WORK TO BE COMPLETED: Where a line has odd spacing or punctuation, keep it; transcribe all the entries exactly.

MATERIALS PROVIDED:

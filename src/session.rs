//! Practice session
//!
//! Ties the pieces together for a host application: picks a video and
//! lyrics when the user changes song, keeps the sync engine's timer token,
//! and persists the ad-lib setting and per-video offsets.
//!
//! Operations that the user should hear about (fallback lyrics, a failed
//! video search, a preference write that did not stick) queue a
//! [`StatusNotice`]; hosts drain them with [`PracticeSession::take_notices`].

use std::fmt;
use std::time::Instant;

use crate::config::EngineConfig;
use crate::error::TypesyncError;
use crate::lyrics::ParseOptions;
use crate::prefs::{PreferenceStore, Preferences};
use crate::search::{find_best_match, VideoSearch};
use crate::source::{LyricsLibrary, LyricsNotice, LyricsOrigin, LyricsSource, TrackQuery};
use crate::sync::{
    offset_delta_for_key, OffsetOutcome, Player, SyncEngine, SyncOffset, TickOutcome, TickToken,
    TypingOutcome,
};

#[derive(Debug, Clone, Copy, PartialEq, Eq)]
pub enum StatusNotice {
    Lyrics(LyricsNotice),
    /// The search ran but matched nothing; the previous video stays.
    NoVideoFound,
    /// Every search query failed; the previous video stays.
    VideoSearchFailed,
    PreferencesNotSaved,
}

impl fmt::Display for StatusNotice {
    fn fmt(&self, f: &mut fmt::Formatter<'_>) -> fmt::Result {
        match self {
            StatusNotice::Lyrics(notice) => write!(f, "{}", notice),
            StatusNotice::NoVideoFound => write!(f, "No video found, keeping the current one"),
            StatusNotice::VideoSearchFailed => {
                write!(f, "Video search failed, keeping the current one")
            }
            StatusNotice::PreferencesNotSaved => write!(f, "Could not save preferences"),
        }
    }
}

pub struct PracticeSession<L, V, S> {
    engine: SyncEngine,
    library: LyricsLibrary<L>,
    search: V,
    store: S,
    preferences: Preferences,
    query: TrackQuery,
    video_id: Option<String>,
    lyrics_origin: Option<LyricsOrigin>,
    token: Option<TickToken>,
    notices: Vec<StatusNotice>,
}

impl<L, V, S> PracticeSession<L, V, S>
where
    L: LyricsSource,
    V: VideoSearch,
    S: PreferenceStore,
{
    /// Build a session, reading preferences from `store`. Nothing is loaded
    /// until [`PracticeSession::load_lyrics`] or
    /// [`PracticeSession::change_track`] is called.
    pub fn new(
        config: EngineConfig,
        source: L,
        search: V,
        store: S,
    ) -> Result<Self, TypesyncError> {
        config.validate()?;
        let preferences = store.load()?;
        Ok(Self {
            engine: SyncEngine::new(config),
            library: LyricsLibrary::new(source),
            search,
            store,
            preferences,
            query: TrackQuery::new("", ""),
            video_id: None,
            lyrics_origin: None,
            token: None,
            notices: Vec::new(),
        })
    }

    pub fn engine(&self) -> &SyncEngine {
        &self.engine
    }

    pub fn preferences(&self) -> &Preferences {
        &self.preferences
    }

    pub fn query(&self) -> &TrackQuery {
        &self.query
    }

    pub fn video_id(&self) -> Option<&str> {
        self.video_id.as_deref()
    }

    pub fn lyrics_origin(&self) -> Option<LyricsOrigin> {
        self.lyrics_origin
    }

    pub fn store(&self) -> &S {
        &self.store
    }

    pub fn take_notices(&mut self) -> Vec<StatusNotice> {
        std::mem::take(&mut self.notices)
    }

    fn parse_options(&self) -> ParseOptions {
        ParseOptions::with_ad_libs_removed(self.preferences.remove_ad_libs)
    }

    /// Start ticking. Ticks keep working across track loads until
    /// [`PracticeSession::stop`].
    pub fn start(&mut self) {
        self.token = Some(self.engine.start());
    }

    pub fn stop(&mut self) {
        self.engine.stop();
        self.token = None;
    }

    pub fn is_running(&self) -> bool {
        self.token.is_some()
    }

    pub fn tick<P: Player + ?Sized>(&mut self, player: &mut P) -> TickOutcome {
        match self.token {
            Some(token) => self.engine.tick(token, player),
            None => TickOutcome::Stale,
        }
    }

    pub fn submit_text<P: Player + ?Sized>(
        &mut self,
        text: &str,
        now: Instant,
        player: &mut P,
    ) -> TypingOutcome {
        self.engine.submit_text(text, now, player)
    }

    /// Load lyrics for `query` into the engine, resetting progress.
    pub fn load_lyrics(&mut self, query: TrackQuery) -> LyricsOrigin {
        self.query = query;
        self.reload()
    }

    /// Drop cached lyrics and fetch the current song again.
    pub fn refresh_lyrics(&mut self) -> LyricsOrigin {
        self.library.clear_cache();
        self.reload()
    }

    /// Switch songs: find a video, load lyrics, reset, then apply the
    /// offset stored for the video.
    ///
    /// The engine is idle by the time the offset is applied, so the switch
    /// never resumes playback. When the search finds nothing or fails, the
    /// current video is kept and a notice is queued; lyrics are loaded
    /// either way.
    pub fn change_track<P: Player + ?Sized>(
        &mut self,
        track: &str,
        artist: &str,
        current_year: i32,
        player: &mut P,
    ) -> LyricsOrigin {
        let video_id = match find_best_match(&self.search, track, artist, current_year) {
            Ok(Some(video_id)) => Some(video_id),
            Ok(None) => {
                self.notices.push(StatusNotice::NoVideoFound);
                None
            }
            Err(e) => {
                tracing::warn!(track, artist, error = %e, "video_search_failed");
                self.notices.push(StatusNotice::VideoSearchFailed);
                None
            }
        };
        let origin = self.load_lyrics(TrackQuery::new(track, artist));
        if let Some(video_id) = video_id {
            self.set_video(&video_id, player);
        }
        origin
    }

    /// Make `video_id` current and apply the offset stored for it.
    pub fn set_video<P: Player + ?Sized>(&mut self, video_id: &str, player: &mut P) {
        let offset = self.preferences.offset_for(video_id);
        tracing::info!(video_id, offset = %offset, "video_changed");
        self.video_id = Some(video_id.to_string());
        self.engine.set_offset(offset, player);
    }

    /// Persist the ad-lib setting, then re-parse the current lyrics under it.
    pub fn set_remove_ad_libs(&mut self, remove: bool) -> LyricsOrigin {
        self.preferences.remove_ad_libs = remove;
        self.persist();
        self.reload()
    }

    pub fn set_offset<P: Player + ?Sized>(
        &mut self,
        offset: SyncOffset,
        player: &mut P,
    ) -> OffsetOutcome {
        if offset == self.engine.offset() {
            return OffsetOutcome::Updated;
        }
        let outcome = self.engine.set_offset(offset, player);
        if let Some(video_id) = self.video_id.clone() {
            self.preferences.set_offset(&video_id, self.engine.offset());
            self.persist();
        }
        outcome
    }

    pub fn adjust_offset<P: Player + ?Sized>(
        &mut self,
        delta: f64,
        player: &mut P,
    ) -> OffsetOutcome {
        let offset = self.engine.offset().nudged(delta);
        self.set_offset(offset, player)
    }

    /// Apply the offset key binding for `code`, if it has one.
    pub fn handle_key<P: Player + ?Sized>(
        &mut self,
        code: &str,
        shift: bool,
        player: &mut P,
    ) -> Option<OffsetOutcome> {
        let delta = offset_delta_for_key(code, shift)?;
        Some(self.adjust_offset(delta, player))
    }

    fn reload(&mut self) -> LyricsOrigin {
        let loaded = self.library.load(&self.query, self.parse_options());
        if let Some(notice) = loaded.notice {
            self.notices.push(StatusNotice::Lyrics(notice));
        }
        self.engine.load_track(loaded.track);
        if self.token.is_some() {
            self.token = Some(self.engine.start());
        }
        self.lyrics_origin = Some(loaded.origin);
        loaded.origin
    }

    fn persist(&mut self) {
        if let Err(e) = self.store.save(&self.preferences) {
            tracing::warn!(error = %e, "preferences_not_saved");
            self.notices.push(StatusNotice::PreferencesNotSaved);
        }
    }
}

RESULT FOR THIS TASK:
filename src/session.rs
//! Practice session
//!
//! Ties the pieces together for a host application: picks a video and
//! lyrics when the user changes song, keeps the sync engine's timer token,
//! and persists the ad-lib setting and per-video offsets.
//!
//! Operations that the user should hear about (fallback lyrics, a failed
//! video search, a preference write that did not stick) queue a
//! [`StatusNotice`]; hosts drain them with [`PracticeSession::take_notices`].

use std::fmt;
use std::time::Instant;

use crate::config::EngineConfig;
use crate::error::TypesyncError;
use crate::lyrics::ParseOptions;
use crate::prefs::{PreferenceStore, Preferences};
use crate::search::{find_best_match, VideoSearch};
use crate::source::{LyricsLibrary, LyricsNotice, LyricsOrigin, LyricsSource, TrackQuery};
use crate::sync::{
    offset_delta_for_key, OffsetOutcome, Player, SyncEngine, SyncOffset, TickOutcome, TickToken,
    TypingOutcome,
};

#[derive(Debug, Clone, Copy, PartialEq, Eq)]
pub enum StatusNotice {
    Lyrics(LyricsNotice),
    /// The search ran but matched nothing; the previous video stays.
    NoVideoFound,
    /// Every search query failed; the previous video stays.
    VideoSearchFailed,
    PreferencesNotSaved,
}

impl fmt::Display for StatusNotice {
    fn fmt(&self, f: &mut fmt::Formatter<'_>) -> fmt::Result {
        match self {
            StatusNotice::Lyrics(notice) => write!(f, "{}", notice),
            StatusNotice::NoVideoFound => write!(f, "No video found, keeping the current one"),
            StatusNotice::VideoSearchFailed => {
                write!(f, "Video search failed, keeping the current one")
            }
            StatusNotice::PreferencesNotSaved => write!(f, "Could not save preferences"),
        }
    }
}

pub struct PracticeSession<L, V, S> {
    engine: SyncEngine,
    library: LyricsLibrary<L>,
    search: V,
    store: S,
    preferences: Preferences,
    query: TrackQuery,
    video_id: Option<String>,
    lyrics_origin: Option<LyricsOrigin>,
    token: Option<TickToken>,
    notices: Vec<StatusNotice>,
}

impl<L, V, S> PracticeSession<L, V, S>
where
    L: LyricsSource,
    V: VideoSearch,
    S: PreferenceStore,
{
    /// Build a session, reading preferences from `store`. Nothing is loaded
    /// until [`PracticeSession::load_lyrics`] or
    /// [`PracticeSession::change_track`] is called.
    pub fn new(
        config: EngineConfig,
        source: L,
        search: V,
        store: S,
    ) -> Result<Self, TypesyncError> {
        config.validate()?;
        let preferences = store.load()?;
        Ok(Self {
            engine: SyncEngine::new(config),
            library: LyricsLibrary::new(source),
            search,
            store,
            preferences,
            query: TrackQuery::new("", ""),
            video_id: None,
            lyrics_origin: None,
            token: None,
            notices: Vec::new(),
        })
    }

    pub fn engine(&self) -> &SyncEngine {
        &self.engine
    }

    pub fn preferences(&self) -> &Preferences {
        &self.preferences
    }

    pub fn query(&self) -> &TrackQuery {
        &self.query
    }

    pub fn video_id(&self) -> Option<&str> {
        self.video_id.as_deref()
    }

    pub fn lyrics_origin(&self) -> Option<LyricsOrigin> {
        self.lyrics_origin
    }

    pub fn store(&self) -> &S {
        &self.store
    }

    pub fn take_notices(&mut self) -> Vec<StatusNotice> {
        std::mem::take(&mut self.notices)
    }

    fn parse_options(&self) -> ParseOptions {
        ParseOptions::with_ad_libs_removed(self.preferences.remove_ad_libs)
    }

    /// Start ticking. Ticks keep working across track loads until
    /// [`PracticeSession::stop`].
    pub fn start(&mut self) {
        self.token = Some(self.engine.start());
    }

    pub fn stop(&mut self) {
        self.engine.stop();
        self.token = None;
    }

    pub fn is_running(&self) -> bool {
        self.token.is_some()
    }

    pub fn tick<P: Player + ?Sized>(&mut self, player: &mut P) -> TickOutcome {
        match self.token {
            Some(token) => self.engine.tick(token, player),
            None => TickOutcome::Stale,
        }
    }

    pub fn submit_text<P: Player + ?Sized>(
        &mut self,
        text: &str,
        now: Instant,
        player: &mut P,
    ) -> TypingOutcome {
        self.engine.submit_text(text, now, player)
    }

    /// Load lyrics for `query` into the engine, resetting progress.
    pub fn load_lyrics(&mut self, query: TrackQuery) -> LyricsOrigin {
        self.query = query;
        self.reload()
    }

    /// Drop cached lyrics and fetch the current song again.
    pub fn refresh_lyrics(&mut self) -> LyricsOrigin {
        self.library.clear_cache();
        self.reload()
    }

    /// Switch songs: find a video, load lyrics, reset, then apply the
    /// offset stored for the video.
    ///
    /// The engine is idle by the time the offset is applied, so the switch
    /// never resumes playback. When the search finds nothing or fails, the
    /// current video is kept and a notice is queued; lyrics are loaded
    /// either way.
    pub fn change_track<P: Player + ?Sized>(
        &mut self,
        track: &str,
        artist: &str,
        current_year: i32,
        player: &mut P,
    ) -> LyricsOrigin {
        let video_id = match find_best_match(&self.search, track, artist, current_year) {
            Ok(Some(video_id)) => Some(video_id),
            Ok(None) => {
                self.notices.push(StatusNotice::NoVideoFound);
                None
            }
            Err(e) => {
                tracing::warn!(track, artist, error = %e, "video_search_failed");
                self.notices.push(StatusNotice::VideoSearchFailed);
                None
            }
        };
        let origin = self.load_lyrics(TrackQuery::new(track, artist));
        if let Some(video_id) = video_id {
            self.set_video(&video_id, player);
        }
        origin
    }

    /// Make `video_id` current and apply the offset stored for it.
    pub fn set_video<P: Player + ?Sized>(&mut self, video_id: &str, player: &mut P) {
        let offset = self.preferences.offset_for(video_id);
        tracing::info!(video_id, offset = %offset, "video_changed");
        self.video_id = Some(video_id.to_string());
        self.engine.set_offset(offset, player);
    }

    /// Persist the ad-lib setting, then re-parse the current lyrics under it.
    pub fn set_remove_ad_libs(&mut self, remove: bool) -> LyricsOrigin {
        self.preferences.remove_ad_libs = remove;
        self.persist();
        self.reload()
    }

    pub fn set_offset<P: Player + ?Sized>(
        &mut self,
        offset: SyncOffset,
        player: &mut P,
    ) -> OffsetOutcome {
        if offset == self.engine.offset() {
            return OffsetOutcome::Updated;
        }
        let outcome = self.engine.set_offset(offset, player);
        if let Some(video_id) = self.video_id.clone() {
            self.preferences.set_offset(&video_id, self.engine.offset());
            self.persist();
        }
        outcome
    }

    pub fn adjust_offset<P: Player + ?Sized>(
        &mut self,
        delta: f64,
        player: &mut P,
    ) -> OffsetOutcome {
        let offset = self.engine.offset().nudged(delta);
        self.set_offset(offset, player)
    }

    /// Apply the offset key binding for `code`, if it has one.
    pub fn handle_key<P: Player + ?Sized>(
        &mut self,
        code: &str,
        shift: bool,
        player: &mut P,
    ) -> Option<OffsetOutcome> {
        let delta = offset_delta_for_key(code, shift)?;
        Some(self.adjust_offset(delta, player))
    }

    fn reload(&mut self) -> LyricsOrigin {
        let loaded = self.library.load(&self.query, self.parse_options());
        if let Some(notice) = loaded.notice {
            self.notices.push(StatusNotice::Lyrics(notice));
        }
        self.engine.load_track(loaded.track);
        if self.token.is_some() {
            self.token = Some(self.engine.start());
        }
        self.lyrics_origin = Some(loaded.origin);
        loaded.origin
    }

    fn persist(&mut self) {
        if let Err(e) = self.store.save(&self.preferences) {
            tracing::warn!(error = %e, "preferences_not_saved");
            self.notices.push(StatusNotice::PreferencesNotSaved);
        }
    }
}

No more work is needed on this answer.